Even though metastasis, a hallmark of cancer, is responsible for up to 90% of cancer-related mortality, it is still the least understood aspect of cancer pathogenesis [
1]. By communicating with the tumor microenvironment (TME), invading cancer cells can overcome stromal challenges, settle, and colonize. It involves intravasation of the primary tumor into the surrounding tissues via the lymph and blood system’s microvasculature, survival, and extravasation into the parenchyma of distant tissues via vascular walls. This invasiveness appears to empower carcinoma cells to form micro-metastatic colonies in the parenchyma, which then proliferate into overt, clinically detectable metastatic lesions (colonization). Additionally, within a cancer cell population, there are heterogeneous clones with intrinsic cellular plasticity that may have a varying degree of metastatic potential. [
2]. Furthermore, the tumor microenvironment, inclusive of bulk tumor and tumor stromal cells together with immune cells, fibroblasts, endothelial cells, and pericytes, can also influence cancer progression by producing cytokines that promote or inhibit cancer growth and invasion [
3]. As a result, the tumor microenvironment may act as a selective force, just like Darwin’s “natural selection,” to sort out clones that can spread from the primary site to distant sites according to Stephen Paget’s seed and soil hypothesis for cancer spread [
4]. Therefore, finding open therapeutic windows for successful interventions necessitates a molecular understanding of the biological mechanisms of the metastatic process, which will allow us to not only understand but also develop novel therapeutic strategies to prevent or treat cancer metastasis in the future.
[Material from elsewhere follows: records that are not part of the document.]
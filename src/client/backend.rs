// src/client/backend.rs
use crate::domain::Property;
use crate::search::{FilterCriteria, Page, PageRequest};
use reqwest::blocking::Client;
use thiserror::Error;

const USER_AGENT: &str = concat!("estates-search/", env!("CARGO_PKG_VERSION"));

#[derive(Debug, Error)]
pub enum ClientError {
    #[error("Network error: {0}")]
    Network(String),

    #[error("Unexpected status: {0}")]
    Status(u16),

    #[error("Decode error: {0}")]
    Decode(String),
}

/// Source of listing pages for the search controller.
pub trait SearchBackend: Send + Sync + 'static {
    fn fetch(&self, criteria: &FilterCriteria, page: PageRequest) -> Result<Page<Property>, ClientError>;
}

/// Talks to `GET {base}/api/properties`.
pub struct HttpSearchBackend {
    client: Client,
    base_url: String,
}

impl HttpSearchBackend {
    pub fn new(base_url: impl Into<String>) -> Result<Self, ClientError> {
        let client = Client::builder()
            .user_agent(USER_AGENT)
            .build()
            .map_err(|e| ClientError::Network(e.to_string()))?;

        Ok(Self {
            client,
            base_url: base_url.into().trim_end_matches('/').to_string(),
        })
    }

    pub fn listing_url(&self) -> String {
        format!("{}/api/properties", self.base_url)
    }
}

/// Query pairs sent for one listing request.
pub fn query_pairs(criteria: &FilterCriteria, page: PageRequest) -> Vec<(&'static str, String)> {
    let mut pairs = vec![
        ("page", page.page().to_string()),
        ("limit", page.limit().to_string()),
    ];
    pairs.extend(criteria.to_query_pairs());
    pairs
}

impl SearchBackend for HttpSearchBackend {
    fn fetch(&self, criteria: &FilterCriteria, page: PageRequest) -> Result<Page<Property>, ClientError> {
        let resp = self
            .client
            .get(self.listing_url())
            .query(&query_pairs(criteria, page))
            .send()
            .map_err(|e| ClientError::Network(e.to_string()))?;

        let status = resp.status();
        if !status.is_success() {
            return Err(ClientError::Status(status.as_u16()));
        }

        resp.json::<Page<Property>>()
            .map_err(|e| ClientError::Decode(e.to_string()))
    }
}
//! Listing search: criteria parsing, filtering, pagination, and the
//! store-or-sample dispatch shared by the API and the search client.

pub mod criteria;
pub mod dispatcher;
pub mod filter;
pub mod pagination;
pub mod sample;

pub use criteria::{FilterCriteria, FilterField, QueryParams};
pub use dispatcher::{PropertyStore, QueryDispatcher};
pub use filter::filter_properties;
pub use pagination::{paginate, Page, PageRequest};
pub use sample::SampleDataset;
A central question, yet unaddressed, is the underlying intrinsic characteristics that allow disseminated tumor cells to eventually form overtly metastatic disease. The discovery of metastatic gene signatures, for instance, has undoubtedly added to our understanding of the pathophysiology of metastasis [
5]. However, the complexity and inconsistency of a large amount of complex clinical and genomic data available today have raised serious concerns. How should critical genes be chosen to prevent or delay tumor metastatic outgrowth and improve anti-metastatic treatment options? How can metastasis be detected during treatment with high sensitivity and specificity? The first challenge is to determine the functional characterization and mechanism of action of these genes at a molecular level that will inarguably provide true clinical benefit to cancer patients in a precise manner.
Another crucial question is how current treatment affects all the genes and pathways involved in metastasis. Many current patients’ treatment modality is ineffective due to fatal metastasis, despite significant advances and new discoveries in tumor metastasis biology. Importantly, the advancement of new technologies and the development of better tumor models have aided in the discovery of novel gene signatures that predict metastatic spread to specific body sites. Future genetic signature-based clinical studies should be designed with the goal of classifying cancer patients who are likely to develop distant metastases at the earliest possible stage. This will determine which patients will benefit from therapeutic targeting of metastatic-related genes and pathways while avoiding unnecessary treatment, resulting in more cost-effective metastatic treatment that will reduce morbidity and mortality associated with this systemic disease.
Interestingly, earlier research on metastasis has shown cancer stem cells (CSCs) to be a driving force in promoting tumor growth, immune evasion, co-selection of metastatic microenvironments and recurrence in distant organs through their unique biological properties [
6]. However, it remains unclear how molecular factors contribute to the CSCs phenotypes, necessitating a mechanistic understanding to improve the metastasis prevention and treatment. Moreover, despite recent evidence suggesting that CSC play a significant role in metastatic colonization [
7], effective therapeutic targeting of these cells may be required to better understand and develop more effective and translatable therapies for achieving long-term response during metastasis.
A growing body of evidence also indicates potential role of CSC-derived extracellular vesicles in mediating metastasis, stemness, and remodeling of the tumor immune microenvironment [
8]. Understanding the mechanisms of cell communication in the TME mediated by such EVs is therefore crucial for precision therapy targeting CSCs, especially in terms of predicting and preventing future metastatic development to improve cancer patient care.
Another intriguing aspect of metastasis research that is gaining momentum is the metabolic regulatory crosstalk between CSC and TME in the maintenance of metastasis at distant organs [
9,
10]. However, the mechanism of metabolic plasticity and TME on CSC have not been fully elucidated, necessitating further research that may reveal novel therapeutic targets.
The articles in this Special Issue are intended to serve as a benchmark for potential mechanistic insights and perspectives on the metastatic process, as well as a reflection on future avenues for developing a framework for potential clinical and translational strategies for cancer metastasis therapy research. We sincerely hope that the articles in this Special Issue will be of interest to the cancers audience, which has dedicated itself to eradicating a threat that is, indeed, awaiting its abolition.